### [What to do]
Output only the lines below that start at the line containing "self.orchestrator.view()" and end at the line containing "for issue in", with both ends kept.

(Stored items)
Start of Block

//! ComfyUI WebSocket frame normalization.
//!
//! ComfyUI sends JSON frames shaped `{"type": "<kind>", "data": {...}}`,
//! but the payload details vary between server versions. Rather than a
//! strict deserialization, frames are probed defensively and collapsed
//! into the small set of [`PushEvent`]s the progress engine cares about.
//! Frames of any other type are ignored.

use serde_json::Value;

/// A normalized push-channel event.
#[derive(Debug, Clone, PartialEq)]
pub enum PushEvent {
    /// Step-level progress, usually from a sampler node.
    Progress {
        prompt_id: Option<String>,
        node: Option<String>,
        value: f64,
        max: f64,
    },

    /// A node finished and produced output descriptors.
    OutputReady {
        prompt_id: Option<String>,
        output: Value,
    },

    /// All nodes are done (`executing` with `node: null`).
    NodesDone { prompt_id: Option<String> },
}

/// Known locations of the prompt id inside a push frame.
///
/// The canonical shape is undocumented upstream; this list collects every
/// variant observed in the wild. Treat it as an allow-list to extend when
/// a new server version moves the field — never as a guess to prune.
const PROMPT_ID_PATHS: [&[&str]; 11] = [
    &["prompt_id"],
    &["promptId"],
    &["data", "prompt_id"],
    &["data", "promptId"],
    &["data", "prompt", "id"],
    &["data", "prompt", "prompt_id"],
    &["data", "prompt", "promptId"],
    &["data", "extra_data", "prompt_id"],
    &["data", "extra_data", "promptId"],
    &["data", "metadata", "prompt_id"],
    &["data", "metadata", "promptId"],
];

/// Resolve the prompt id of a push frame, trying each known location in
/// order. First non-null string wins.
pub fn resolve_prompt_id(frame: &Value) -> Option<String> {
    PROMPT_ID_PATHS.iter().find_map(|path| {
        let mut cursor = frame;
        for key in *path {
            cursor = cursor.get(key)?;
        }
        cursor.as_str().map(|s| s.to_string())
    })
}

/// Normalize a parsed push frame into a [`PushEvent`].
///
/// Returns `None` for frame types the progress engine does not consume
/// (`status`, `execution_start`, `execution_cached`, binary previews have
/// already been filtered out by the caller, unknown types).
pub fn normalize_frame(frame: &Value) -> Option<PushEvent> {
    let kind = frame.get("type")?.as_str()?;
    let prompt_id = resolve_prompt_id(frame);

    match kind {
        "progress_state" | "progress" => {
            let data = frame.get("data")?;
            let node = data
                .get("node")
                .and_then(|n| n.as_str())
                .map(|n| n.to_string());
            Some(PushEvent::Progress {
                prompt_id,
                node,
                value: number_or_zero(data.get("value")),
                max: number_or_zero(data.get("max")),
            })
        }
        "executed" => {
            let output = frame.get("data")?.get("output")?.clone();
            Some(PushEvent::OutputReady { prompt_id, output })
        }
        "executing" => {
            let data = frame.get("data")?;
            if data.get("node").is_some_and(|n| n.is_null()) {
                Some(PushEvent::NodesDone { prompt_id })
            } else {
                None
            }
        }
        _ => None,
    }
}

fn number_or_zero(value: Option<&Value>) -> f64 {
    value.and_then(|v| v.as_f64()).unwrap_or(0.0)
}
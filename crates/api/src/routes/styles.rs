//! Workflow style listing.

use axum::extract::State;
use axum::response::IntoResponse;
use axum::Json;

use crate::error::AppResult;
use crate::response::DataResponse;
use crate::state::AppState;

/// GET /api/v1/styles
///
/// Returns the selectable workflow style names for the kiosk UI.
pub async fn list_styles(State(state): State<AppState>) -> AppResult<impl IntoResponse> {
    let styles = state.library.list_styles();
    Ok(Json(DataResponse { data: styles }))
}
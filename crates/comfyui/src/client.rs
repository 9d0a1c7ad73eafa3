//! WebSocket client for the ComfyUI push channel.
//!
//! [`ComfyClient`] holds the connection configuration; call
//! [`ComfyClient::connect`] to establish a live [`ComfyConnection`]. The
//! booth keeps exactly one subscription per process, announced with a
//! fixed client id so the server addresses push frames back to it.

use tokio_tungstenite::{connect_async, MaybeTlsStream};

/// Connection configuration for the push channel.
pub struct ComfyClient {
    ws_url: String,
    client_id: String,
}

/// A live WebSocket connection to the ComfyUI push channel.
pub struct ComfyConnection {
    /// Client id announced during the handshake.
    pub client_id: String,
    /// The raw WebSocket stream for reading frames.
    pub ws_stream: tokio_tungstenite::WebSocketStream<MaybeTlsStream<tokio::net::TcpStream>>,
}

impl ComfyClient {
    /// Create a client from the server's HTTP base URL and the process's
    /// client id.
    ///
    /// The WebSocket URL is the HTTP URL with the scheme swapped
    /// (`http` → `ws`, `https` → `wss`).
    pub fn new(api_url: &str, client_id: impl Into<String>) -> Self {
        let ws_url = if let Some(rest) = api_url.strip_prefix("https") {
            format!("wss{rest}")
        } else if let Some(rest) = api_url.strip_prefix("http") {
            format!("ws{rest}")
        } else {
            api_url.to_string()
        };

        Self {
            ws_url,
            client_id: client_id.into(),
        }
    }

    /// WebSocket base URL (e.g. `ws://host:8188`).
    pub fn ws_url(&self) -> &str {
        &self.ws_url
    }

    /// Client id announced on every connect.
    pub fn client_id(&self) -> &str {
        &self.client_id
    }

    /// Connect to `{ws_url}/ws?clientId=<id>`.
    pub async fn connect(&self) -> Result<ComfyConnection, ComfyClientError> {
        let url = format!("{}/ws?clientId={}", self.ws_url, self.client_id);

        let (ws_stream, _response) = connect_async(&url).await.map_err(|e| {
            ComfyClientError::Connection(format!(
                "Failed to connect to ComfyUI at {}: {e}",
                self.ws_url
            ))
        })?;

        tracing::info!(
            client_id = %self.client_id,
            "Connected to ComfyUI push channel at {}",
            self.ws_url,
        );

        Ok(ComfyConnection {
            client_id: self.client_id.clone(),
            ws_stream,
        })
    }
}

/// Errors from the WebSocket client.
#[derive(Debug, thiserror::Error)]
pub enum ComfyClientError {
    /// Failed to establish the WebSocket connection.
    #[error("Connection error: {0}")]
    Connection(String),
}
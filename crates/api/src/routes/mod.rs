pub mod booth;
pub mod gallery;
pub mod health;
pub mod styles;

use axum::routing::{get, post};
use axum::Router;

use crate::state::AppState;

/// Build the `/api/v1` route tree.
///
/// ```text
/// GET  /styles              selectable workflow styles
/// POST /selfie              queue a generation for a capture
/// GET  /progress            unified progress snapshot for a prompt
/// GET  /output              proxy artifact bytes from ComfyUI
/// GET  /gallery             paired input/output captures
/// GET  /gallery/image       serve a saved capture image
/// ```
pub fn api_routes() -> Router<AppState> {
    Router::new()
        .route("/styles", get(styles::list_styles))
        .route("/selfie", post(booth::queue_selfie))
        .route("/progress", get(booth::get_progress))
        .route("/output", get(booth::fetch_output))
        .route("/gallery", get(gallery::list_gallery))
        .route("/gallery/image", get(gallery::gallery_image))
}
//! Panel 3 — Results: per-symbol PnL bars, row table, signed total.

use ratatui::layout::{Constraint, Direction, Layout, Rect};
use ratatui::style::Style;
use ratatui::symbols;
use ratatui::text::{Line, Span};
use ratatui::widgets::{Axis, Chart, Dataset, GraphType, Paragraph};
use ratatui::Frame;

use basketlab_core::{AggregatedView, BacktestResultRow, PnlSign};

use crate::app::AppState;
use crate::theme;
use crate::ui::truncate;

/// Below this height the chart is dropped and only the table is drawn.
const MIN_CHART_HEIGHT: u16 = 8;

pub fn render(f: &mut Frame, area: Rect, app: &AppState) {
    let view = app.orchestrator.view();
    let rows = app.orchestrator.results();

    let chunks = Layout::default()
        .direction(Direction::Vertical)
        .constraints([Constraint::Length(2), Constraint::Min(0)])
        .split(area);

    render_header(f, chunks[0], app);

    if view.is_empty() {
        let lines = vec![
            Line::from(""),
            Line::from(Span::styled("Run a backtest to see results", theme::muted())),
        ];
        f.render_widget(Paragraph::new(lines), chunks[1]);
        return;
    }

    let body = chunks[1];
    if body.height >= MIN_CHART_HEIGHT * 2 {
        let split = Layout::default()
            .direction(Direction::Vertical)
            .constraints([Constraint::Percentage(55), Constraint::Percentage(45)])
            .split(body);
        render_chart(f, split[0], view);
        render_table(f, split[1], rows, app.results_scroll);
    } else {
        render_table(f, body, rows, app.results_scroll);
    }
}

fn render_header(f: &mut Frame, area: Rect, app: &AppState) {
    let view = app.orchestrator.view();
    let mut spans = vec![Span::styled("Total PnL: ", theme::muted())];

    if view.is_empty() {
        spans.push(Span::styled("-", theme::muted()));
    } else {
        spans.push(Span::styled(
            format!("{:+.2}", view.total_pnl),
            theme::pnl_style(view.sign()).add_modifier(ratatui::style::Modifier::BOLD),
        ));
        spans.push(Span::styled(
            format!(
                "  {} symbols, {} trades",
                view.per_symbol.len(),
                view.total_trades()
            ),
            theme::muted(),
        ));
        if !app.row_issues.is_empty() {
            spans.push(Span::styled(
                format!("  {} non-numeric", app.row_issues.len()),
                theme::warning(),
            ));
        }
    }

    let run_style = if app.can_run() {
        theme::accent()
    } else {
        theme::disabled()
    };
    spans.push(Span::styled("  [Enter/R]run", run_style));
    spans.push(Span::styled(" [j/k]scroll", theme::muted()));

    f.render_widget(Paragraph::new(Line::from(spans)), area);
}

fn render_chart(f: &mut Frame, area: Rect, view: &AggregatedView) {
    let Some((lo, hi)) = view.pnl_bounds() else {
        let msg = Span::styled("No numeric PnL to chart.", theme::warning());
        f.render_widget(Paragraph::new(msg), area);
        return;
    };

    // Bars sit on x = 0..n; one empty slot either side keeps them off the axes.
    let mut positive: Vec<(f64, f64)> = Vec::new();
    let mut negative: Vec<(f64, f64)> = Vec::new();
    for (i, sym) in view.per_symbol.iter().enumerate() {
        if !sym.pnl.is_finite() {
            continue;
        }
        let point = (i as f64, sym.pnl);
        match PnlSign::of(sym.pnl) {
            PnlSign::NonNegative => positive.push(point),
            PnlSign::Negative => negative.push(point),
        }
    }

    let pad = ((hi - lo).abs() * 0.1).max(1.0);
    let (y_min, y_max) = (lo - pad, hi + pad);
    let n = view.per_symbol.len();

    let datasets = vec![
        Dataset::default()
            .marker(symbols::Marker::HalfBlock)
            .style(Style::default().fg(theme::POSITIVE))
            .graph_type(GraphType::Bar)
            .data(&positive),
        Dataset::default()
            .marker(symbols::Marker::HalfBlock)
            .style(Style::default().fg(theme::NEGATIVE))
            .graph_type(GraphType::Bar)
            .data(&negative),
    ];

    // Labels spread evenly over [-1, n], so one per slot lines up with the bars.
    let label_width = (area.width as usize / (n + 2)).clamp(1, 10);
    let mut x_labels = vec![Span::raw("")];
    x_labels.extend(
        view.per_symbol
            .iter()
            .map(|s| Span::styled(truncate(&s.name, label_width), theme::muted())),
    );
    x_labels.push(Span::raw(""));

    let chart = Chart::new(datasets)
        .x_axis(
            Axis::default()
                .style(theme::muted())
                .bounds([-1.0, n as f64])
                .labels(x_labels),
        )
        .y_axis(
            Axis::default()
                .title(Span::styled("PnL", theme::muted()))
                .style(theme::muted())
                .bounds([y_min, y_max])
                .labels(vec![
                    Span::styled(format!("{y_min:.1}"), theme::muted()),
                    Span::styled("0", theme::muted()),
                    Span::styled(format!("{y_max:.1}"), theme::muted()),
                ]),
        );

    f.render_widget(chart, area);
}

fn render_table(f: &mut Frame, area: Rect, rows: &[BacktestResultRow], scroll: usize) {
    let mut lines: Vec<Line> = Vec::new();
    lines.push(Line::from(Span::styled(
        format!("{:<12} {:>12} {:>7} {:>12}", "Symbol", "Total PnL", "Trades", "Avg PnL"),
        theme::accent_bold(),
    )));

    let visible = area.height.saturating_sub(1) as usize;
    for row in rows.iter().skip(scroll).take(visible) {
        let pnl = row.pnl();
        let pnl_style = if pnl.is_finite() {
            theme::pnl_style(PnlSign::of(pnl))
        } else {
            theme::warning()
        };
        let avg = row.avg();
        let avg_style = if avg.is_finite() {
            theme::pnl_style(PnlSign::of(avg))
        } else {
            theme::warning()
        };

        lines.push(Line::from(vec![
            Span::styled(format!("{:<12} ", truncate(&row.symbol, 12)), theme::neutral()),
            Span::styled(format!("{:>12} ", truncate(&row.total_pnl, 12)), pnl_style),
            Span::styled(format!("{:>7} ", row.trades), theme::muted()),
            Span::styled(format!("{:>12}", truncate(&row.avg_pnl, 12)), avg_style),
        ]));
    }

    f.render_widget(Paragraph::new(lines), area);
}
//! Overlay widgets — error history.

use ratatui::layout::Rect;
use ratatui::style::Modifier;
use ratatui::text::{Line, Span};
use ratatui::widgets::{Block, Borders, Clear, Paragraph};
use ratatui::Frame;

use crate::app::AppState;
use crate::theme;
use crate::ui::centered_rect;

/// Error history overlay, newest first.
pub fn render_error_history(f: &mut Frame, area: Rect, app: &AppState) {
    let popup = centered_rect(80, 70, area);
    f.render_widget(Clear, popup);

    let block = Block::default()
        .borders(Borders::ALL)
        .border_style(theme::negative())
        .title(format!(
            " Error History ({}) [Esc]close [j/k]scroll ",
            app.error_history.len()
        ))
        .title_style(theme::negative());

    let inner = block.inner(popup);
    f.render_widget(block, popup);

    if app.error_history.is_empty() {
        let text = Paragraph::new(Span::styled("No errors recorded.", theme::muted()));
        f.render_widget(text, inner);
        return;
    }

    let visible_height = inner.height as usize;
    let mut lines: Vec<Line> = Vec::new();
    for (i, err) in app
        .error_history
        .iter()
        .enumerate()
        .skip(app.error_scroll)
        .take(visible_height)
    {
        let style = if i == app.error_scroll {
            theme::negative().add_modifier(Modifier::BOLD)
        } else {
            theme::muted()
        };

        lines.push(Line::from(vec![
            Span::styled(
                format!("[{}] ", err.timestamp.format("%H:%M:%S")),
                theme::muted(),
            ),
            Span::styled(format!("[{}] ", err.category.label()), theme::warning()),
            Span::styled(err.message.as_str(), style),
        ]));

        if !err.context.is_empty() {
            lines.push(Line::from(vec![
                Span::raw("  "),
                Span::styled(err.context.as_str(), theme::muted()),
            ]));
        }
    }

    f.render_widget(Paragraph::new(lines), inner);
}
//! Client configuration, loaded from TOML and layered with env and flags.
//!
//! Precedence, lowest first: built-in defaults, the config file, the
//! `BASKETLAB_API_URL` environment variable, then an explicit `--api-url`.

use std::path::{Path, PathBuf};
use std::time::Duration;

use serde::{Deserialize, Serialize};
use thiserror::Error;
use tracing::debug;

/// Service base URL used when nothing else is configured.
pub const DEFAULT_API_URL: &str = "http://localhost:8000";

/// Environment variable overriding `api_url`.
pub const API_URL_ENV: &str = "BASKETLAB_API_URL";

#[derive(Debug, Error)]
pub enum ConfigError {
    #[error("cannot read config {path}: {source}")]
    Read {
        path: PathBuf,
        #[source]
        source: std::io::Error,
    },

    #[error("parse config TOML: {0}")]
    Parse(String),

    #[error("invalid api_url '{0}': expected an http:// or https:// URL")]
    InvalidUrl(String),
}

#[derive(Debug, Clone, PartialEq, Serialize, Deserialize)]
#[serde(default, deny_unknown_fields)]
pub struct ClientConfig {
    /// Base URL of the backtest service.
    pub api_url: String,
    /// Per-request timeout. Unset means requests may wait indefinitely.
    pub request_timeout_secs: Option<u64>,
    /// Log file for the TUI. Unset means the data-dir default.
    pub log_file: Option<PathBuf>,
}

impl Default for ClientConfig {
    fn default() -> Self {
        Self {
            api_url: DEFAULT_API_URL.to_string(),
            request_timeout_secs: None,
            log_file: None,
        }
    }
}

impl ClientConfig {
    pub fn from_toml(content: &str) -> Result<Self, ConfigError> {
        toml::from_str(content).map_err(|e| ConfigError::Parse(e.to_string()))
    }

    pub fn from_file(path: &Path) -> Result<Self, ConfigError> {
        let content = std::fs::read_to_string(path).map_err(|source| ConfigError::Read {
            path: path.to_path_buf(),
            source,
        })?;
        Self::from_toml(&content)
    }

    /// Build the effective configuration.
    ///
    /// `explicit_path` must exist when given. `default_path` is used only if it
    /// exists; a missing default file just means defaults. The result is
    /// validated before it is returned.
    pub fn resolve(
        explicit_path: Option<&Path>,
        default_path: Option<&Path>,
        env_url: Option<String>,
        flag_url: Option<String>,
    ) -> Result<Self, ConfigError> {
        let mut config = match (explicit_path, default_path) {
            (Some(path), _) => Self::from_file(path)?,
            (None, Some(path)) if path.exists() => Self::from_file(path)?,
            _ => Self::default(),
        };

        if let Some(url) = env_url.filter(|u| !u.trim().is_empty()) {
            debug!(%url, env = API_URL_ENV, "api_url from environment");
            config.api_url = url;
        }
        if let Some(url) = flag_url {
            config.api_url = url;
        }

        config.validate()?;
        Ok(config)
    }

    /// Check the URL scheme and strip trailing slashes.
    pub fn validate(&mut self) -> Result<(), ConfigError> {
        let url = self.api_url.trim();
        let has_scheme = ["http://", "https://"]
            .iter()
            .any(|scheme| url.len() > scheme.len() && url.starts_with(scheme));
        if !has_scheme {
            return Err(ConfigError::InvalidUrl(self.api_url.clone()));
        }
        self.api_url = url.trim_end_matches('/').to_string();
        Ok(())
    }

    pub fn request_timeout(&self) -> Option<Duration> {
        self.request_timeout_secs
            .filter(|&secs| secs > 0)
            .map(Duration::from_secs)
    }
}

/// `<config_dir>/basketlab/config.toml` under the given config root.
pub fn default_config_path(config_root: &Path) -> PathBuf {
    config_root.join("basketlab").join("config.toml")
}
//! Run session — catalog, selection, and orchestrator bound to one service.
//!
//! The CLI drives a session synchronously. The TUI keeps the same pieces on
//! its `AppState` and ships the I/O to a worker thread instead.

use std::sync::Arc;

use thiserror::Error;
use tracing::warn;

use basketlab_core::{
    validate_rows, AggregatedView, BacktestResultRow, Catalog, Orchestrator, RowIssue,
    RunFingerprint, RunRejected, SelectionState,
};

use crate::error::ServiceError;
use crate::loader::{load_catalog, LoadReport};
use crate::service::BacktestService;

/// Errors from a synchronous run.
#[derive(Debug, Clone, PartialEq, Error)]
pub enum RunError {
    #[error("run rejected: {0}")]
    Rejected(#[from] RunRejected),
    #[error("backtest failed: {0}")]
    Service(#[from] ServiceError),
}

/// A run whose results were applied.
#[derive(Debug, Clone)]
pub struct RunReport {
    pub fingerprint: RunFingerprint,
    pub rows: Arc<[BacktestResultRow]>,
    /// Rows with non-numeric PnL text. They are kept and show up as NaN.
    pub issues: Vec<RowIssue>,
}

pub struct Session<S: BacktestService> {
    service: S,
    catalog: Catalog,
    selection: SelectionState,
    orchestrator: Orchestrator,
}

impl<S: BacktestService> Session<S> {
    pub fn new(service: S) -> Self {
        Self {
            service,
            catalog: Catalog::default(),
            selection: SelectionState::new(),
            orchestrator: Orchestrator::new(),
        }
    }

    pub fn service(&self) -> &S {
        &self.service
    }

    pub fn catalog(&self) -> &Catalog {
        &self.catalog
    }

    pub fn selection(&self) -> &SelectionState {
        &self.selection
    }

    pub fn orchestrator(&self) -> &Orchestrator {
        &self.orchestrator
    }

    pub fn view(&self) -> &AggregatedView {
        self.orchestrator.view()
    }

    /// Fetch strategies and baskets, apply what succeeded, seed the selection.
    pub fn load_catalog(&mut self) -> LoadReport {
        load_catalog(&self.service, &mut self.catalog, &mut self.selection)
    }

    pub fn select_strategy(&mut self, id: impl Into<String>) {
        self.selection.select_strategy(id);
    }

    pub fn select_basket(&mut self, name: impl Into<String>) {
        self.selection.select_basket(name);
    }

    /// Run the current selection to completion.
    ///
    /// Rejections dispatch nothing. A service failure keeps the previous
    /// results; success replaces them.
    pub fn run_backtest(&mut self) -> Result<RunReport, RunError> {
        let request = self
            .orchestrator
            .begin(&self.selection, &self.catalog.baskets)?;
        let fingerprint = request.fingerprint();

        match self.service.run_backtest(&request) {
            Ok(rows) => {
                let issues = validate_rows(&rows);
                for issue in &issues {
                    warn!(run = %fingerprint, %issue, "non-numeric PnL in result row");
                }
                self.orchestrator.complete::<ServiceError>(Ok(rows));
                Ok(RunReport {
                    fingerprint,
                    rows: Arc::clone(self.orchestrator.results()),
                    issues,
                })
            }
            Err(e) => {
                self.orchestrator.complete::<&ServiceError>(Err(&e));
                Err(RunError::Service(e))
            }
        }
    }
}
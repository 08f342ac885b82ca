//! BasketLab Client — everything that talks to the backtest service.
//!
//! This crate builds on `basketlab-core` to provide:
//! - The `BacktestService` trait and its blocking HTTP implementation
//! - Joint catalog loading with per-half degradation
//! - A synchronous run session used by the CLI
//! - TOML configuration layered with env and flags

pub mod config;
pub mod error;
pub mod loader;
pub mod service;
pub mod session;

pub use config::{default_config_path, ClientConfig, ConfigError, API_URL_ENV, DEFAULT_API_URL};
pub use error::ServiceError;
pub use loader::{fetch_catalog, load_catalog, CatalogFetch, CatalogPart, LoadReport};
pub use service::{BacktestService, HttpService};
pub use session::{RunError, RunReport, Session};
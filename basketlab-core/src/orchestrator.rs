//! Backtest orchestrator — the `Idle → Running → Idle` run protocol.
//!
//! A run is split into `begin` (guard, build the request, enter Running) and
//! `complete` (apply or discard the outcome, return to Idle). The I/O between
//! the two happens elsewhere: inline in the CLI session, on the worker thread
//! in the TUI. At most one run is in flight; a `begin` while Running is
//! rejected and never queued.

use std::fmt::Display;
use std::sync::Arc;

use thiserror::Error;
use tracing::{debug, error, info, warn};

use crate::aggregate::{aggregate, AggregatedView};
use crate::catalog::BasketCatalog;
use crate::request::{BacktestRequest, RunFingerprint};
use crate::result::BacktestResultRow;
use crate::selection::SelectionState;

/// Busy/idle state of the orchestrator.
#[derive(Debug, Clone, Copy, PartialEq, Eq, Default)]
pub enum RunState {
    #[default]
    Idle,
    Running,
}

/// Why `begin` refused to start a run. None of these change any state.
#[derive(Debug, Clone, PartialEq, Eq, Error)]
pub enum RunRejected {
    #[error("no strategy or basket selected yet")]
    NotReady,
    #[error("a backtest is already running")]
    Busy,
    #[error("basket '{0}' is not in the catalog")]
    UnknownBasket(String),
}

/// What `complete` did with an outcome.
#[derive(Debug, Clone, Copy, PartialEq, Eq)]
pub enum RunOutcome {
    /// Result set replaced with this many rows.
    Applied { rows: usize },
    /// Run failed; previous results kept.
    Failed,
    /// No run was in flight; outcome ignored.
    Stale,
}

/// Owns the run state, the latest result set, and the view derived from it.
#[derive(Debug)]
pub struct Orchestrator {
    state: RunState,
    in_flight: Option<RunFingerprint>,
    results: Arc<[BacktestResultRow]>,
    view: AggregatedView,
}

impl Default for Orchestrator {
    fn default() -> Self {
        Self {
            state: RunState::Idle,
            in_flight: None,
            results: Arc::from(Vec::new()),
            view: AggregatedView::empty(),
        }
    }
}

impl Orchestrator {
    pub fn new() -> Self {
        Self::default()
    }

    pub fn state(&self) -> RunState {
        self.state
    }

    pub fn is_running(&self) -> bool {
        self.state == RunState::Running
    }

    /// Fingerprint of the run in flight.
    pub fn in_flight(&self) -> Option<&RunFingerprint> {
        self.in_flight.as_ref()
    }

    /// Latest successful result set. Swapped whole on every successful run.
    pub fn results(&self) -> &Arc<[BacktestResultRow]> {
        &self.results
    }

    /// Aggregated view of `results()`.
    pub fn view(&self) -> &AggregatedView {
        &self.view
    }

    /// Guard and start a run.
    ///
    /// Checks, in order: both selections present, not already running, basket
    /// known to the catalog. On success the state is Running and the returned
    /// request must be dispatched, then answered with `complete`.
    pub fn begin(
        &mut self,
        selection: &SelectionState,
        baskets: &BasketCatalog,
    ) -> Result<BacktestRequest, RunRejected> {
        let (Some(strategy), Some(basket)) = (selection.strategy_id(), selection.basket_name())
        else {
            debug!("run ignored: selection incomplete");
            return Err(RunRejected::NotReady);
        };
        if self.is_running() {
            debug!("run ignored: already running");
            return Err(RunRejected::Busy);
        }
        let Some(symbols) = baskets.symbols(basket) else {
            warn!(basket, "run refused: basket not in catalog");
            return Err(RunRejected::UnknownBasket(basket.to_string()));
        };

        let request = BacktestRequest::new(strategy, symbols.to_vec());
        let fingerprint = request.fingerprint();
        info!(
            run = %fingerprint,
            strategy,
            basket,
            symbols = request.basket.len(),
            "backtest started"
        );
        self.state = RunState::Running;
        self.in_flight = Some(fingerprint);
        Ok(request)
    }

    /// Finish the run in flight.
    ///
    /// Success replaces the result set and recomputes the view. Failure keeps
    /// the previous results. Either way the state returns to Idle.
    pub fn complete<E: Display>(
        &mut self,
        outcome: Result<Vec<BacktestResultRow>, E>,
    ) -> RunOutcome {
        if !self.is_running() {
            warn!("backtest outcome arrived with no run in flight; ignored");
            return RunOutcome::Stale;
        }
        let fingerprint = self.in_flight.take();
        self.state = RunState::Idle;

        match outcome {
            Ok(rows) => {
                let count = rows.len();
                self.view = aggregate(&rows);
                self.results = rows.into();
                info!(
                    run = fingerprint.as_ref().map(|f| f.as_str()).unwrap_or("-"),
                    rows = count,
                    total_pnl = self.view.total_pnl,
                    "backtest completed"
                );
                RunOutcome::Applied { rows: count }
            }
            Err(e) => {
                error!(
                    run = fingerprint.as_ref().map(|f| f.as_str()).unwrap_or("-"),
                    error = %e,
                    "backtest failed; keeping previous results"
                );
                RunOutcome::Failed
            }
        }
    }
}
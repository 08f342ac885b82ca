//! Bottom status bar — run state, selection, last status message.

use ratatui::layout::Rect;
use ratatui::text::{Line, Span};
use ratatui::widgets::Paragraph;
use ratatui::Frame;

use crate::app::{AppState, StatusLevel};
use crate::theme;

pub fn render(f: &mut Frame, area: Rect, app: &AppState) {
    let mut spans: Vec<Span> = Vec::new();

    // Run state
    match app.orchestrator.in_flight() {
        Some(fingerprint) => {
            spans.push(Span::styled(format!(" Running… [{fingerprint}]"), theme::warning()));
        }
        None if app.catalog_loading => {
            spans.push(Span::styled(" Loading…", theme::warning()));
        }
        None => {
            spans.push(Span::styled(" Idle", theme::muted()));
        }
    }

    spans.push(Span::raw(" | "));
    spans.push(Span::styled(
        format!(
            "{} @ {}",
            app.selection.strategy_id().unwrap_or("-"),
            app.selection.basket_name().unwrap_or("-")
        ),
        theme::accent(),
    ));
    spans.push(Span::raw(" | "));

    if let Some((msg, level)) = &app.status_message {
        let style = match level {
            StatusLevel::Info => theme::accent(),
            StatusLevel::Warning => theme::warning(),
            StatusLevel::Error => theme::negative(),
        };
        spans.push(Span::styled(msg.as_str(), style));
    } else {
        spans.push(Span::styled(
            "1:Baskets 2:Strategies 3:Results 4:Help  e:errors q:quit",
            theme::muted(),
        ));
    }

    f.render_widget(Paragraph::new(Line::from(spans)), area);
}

End of Block

### [Completed task]
        self.orchestrator.view()
    }

    /// Fetch strategies and baskets, apply what succeeded, seed the selection.
    pub fn load_catalog(&mut self) -> LoadReport {
        load_catalog(&self.service, &mut self.catalog, &mut self.selection)
    }

    pub fn select_strategy(&mut self, id: impl Into<String>) {
        self.selection.select_strategy(id);
    }

    pub fn select_basket(&mut self, name: impl Into<String>) {
        self.selection.select_basket(name);
    }

    /// Run the current selection to completion.
    ///
    /// Rejections dispatch nothing. A service failure keeps the previous
    /// results; success replaces them.
    pub fn run_backtest(&mut self) -> Result<RunReport, RunError> {
        let request = self
            .orchestrator
            .begin(&self.selection, &self.catalog.baskets)?;
        let fingerprint = request.fingerprint();

        match self.service.run_backtest(&request) {
            Ok(rows) => {
                let issues = validate_rows(&rows);
                for issue in &issues {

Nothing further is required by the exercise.